**Task directions:** Of the lines below, reproduce exactly those from the line containing "pub struct TrackUrisRequest" to the end, including both the first and the last.
*** Opening of Supplied material ***
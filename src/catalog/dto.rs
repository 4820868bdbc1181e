//! Spotify Web API Data Transfer Objects
//!
//! These types match what the Web API and the accounts service return.
//! DO NOT use these types outside the catalog module - convert to domain types.
//!
//! API Reference: https://developer.spotify.com/documentation/web-api
//!
//! Example search response:
//! ```json
//! {
//!   "tracks": {
//!     "href": "...",
//!     "limit": 50, "offset": 0, "total": 1, "next": null,
//!     "items": [{
//!       "id": "4uLU6hMCjMI75M1A2tKUQC",
//!       "name": "Song Title",
//!       "uri": "spotify:track:4uLU6hMCjMI75M1A2tKUQC",
//!       "artists": [{"id": "0OdUWJ0sBjDrqHygGUXeCF", "name": "Artist Name"}]
//!     }]
//!   }
//! }
//! ```

use serde::{Deserialize, Serialize};

/// Token endpoint response (authorization code and refresh grants)
#[derive(Debug, Clone, Deserialize, Serialize)]
pub struct TokenResponse {
    pub access_token: String,
    pub token_type: String,
    /// Lifetime in seconds
    pub expires_in: u64,
    pub scope: Option<String>,
    /// Only present on the code grant, or when the refresh token rotates
    pub refresh_token: Option<String>,
}

/// Token endpoint error body
#[derive(Debug, Clone, Deserialize, Serialize)]
pub struct AuthErrorBody {
    pub error: String,
    pub error_description: Option<String>,
}

/// Web API error body: `{"error": {"status": 401, "message": "..."}}`
#[derive(Debug, Clone, Deserialize, Serialize)]
pub struct ApiErrorBody {
    pub error: ApiErrorDetail,
}

#[derive(Debug, Clone, Deserialize, Serialize)]
pub struct ApiErrorDetail {
    pub status: u16,
    pub message: String,
}

/// `GET /me`
#[derive(Debug, Clone, Deserialize, Serialize)]
pub struct UserProfile {
    pub id: String,
    pub display_name: Option<String>,
}

/// Generic paging object.
///
/// Items may be `null` (unavailable or removed content), hence `Option`.
#[derive(Debug, Clone, Deserialize, Serialize)]
pub struct Paging<T> {
    #[serde(default = "Vec::new")]
    pub items: Vec<Option<T>>,
    #[serde(default)]
    pub total: u32,
    #[serde(default)]
    pub limit: u32,
    #[serde(default)]
    pub offset: u32,
    pub next: Option<String>,
}

/// `GET /search?type=track`
#[derive(Debug, Clone, Deserialize, Serialize)]
pub struct SearchResponse {
    pub tracks: Option<Paging<Track>>,
}

/// Full track object (only the fields we use)
#[derive(Debug, Clone, Deserialize, Serialize)]
pub struct Track {
    /// Null for local files
    pub id: Option<String>,
    pub name: String,
    pub uri: Option<String>,
    #[serde(default)]
    pub artists: Vec<ArtistRef>,
}

#[derive(Debug, Clone, Deserialize, Serialize)]
pub struct ArtistRef {
    pub id: Option<String>,
    pub name: String,
}

/// Simplified playlist object from playlist listings and creation
#[derive(Debug, Clone, Deserialize, Serialize)]
pub struct SimplifiedPlaylist {
    pub id: String,
    pub name: String,
    pub owner: Option<PlaylistOwner>,
    /// Older responses call this `tracks`, newer ones `items`
    #[serde(alias = "items")]
    pub tracks: Option<TracksRef>,
}

#[derive(Debug, Clone, Deserialize, Serialize)]
pub struct PlaylistOwner {
    pub id: String,
    pub display_name: Option<String>,
}

#[derive(Debug, Clone, Deserialize, Serialize)]
pub struct TracksRef {
    pub total: u32,
}

/// Response of playlist mutations
#[derive(Debug, Clone, Deserialize, Serialize)]
pub struct SnapshotResponse {
    pub snapshot_id: String,
}

/// `POST /users/{user_id}/playlists` body
#[derive(Debug, Clone, Serialize)]
pub struct CreatePlaylistRequest<'a> {
    pub name: &'a str,
    pub public: bool,
    pub description: &'a str,
}

/// `PUT|POST /playlists/{id}/tracks` body
#[derive(Debug, Clone, Serialize)]
pub struct TrackUrisRequest {
    pub uris: Vec<String>,
}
*** Close of Supplied material ***
**Response to the exercise:**
pub struct TrackUrisRequest {
    pub uris: Vec<String>,
}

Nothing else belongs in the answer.